(MATERIAL PROVIDED Opens)
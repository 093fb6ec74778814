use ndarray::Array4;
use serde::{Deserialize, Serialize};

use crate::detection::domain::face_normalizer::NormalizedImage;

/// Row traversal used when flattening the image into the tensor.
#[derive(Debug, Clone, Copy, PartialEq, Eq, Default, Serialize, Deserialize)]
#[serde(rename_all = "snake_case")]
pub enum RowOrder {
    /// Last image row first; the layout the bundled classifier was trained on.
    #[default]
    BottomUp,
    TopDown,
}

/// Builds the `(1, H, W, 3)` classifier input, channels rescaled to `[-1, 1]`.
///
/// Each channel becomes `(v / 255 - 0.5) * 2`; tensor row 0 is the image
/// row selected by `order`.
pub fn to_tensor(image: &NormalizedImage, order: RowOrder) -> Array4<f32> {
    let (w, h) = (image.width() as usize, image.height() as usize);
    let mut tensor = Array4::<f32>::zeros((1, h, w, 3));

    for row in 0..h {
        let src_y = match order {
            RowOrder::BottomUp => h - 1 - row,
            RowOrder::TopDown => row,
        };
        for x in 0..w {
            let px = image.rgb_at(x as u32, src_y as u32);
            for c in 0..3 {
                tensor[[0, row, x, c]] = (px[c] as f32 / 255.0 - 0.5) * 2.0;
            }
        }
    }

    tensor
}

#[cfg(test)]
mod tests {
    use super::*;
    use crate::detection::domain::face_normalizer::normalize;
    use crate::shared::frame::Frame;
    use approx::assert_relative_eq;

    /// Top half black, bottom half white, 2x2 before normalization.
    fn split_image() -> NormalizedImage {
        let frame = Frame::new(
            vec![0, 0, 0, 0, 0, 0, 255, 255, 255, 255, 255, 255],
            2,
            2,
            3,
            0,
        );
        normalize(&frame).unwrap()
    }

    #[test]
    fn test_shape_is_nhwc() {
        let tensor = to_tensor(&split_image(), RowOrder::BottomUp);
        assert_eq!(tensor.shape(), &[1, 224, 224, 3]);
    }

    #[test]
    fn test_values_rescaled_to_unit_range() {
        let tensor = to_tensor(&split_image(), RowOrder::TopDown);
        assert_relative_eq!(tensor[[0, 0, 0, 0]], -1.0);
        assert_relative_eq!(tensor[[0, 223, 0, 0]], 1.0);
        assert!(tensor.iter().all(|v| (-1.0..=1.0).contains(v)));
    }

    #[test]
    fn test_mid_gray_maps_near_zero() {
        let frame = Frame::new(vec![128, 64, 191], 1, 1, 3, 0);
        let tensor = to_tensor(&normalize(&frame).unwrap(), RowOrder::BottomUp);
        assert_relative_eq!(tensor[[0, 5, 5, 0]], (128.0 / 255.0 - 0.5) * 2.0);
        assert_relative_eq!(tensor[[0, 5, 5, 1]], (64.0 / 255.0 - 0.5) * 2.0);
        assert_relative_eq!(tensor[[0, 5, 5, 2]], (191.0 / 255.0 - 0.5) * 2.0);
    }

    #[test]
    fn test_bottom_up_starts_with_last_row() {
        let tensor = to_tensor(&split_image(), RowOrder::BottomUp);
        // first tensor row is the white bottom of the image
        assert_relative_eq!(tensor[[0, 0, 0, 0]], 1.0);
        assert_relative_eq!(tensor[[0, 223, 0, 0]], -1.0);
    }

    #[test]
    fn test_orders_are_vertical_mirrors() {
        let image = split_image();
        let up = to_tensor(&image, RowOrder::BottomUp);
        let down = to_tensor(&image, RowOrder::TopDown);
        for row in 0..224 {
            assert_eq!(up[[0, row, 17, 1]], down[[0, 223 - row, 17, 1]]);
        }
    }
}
(MATERIAL PROVIDED Closes)
_WORK TASK_:
Check each line of the listing for the word "BottomUp" and state how many lines contain it, with no other words.

_SOLUTION BELOW_:
6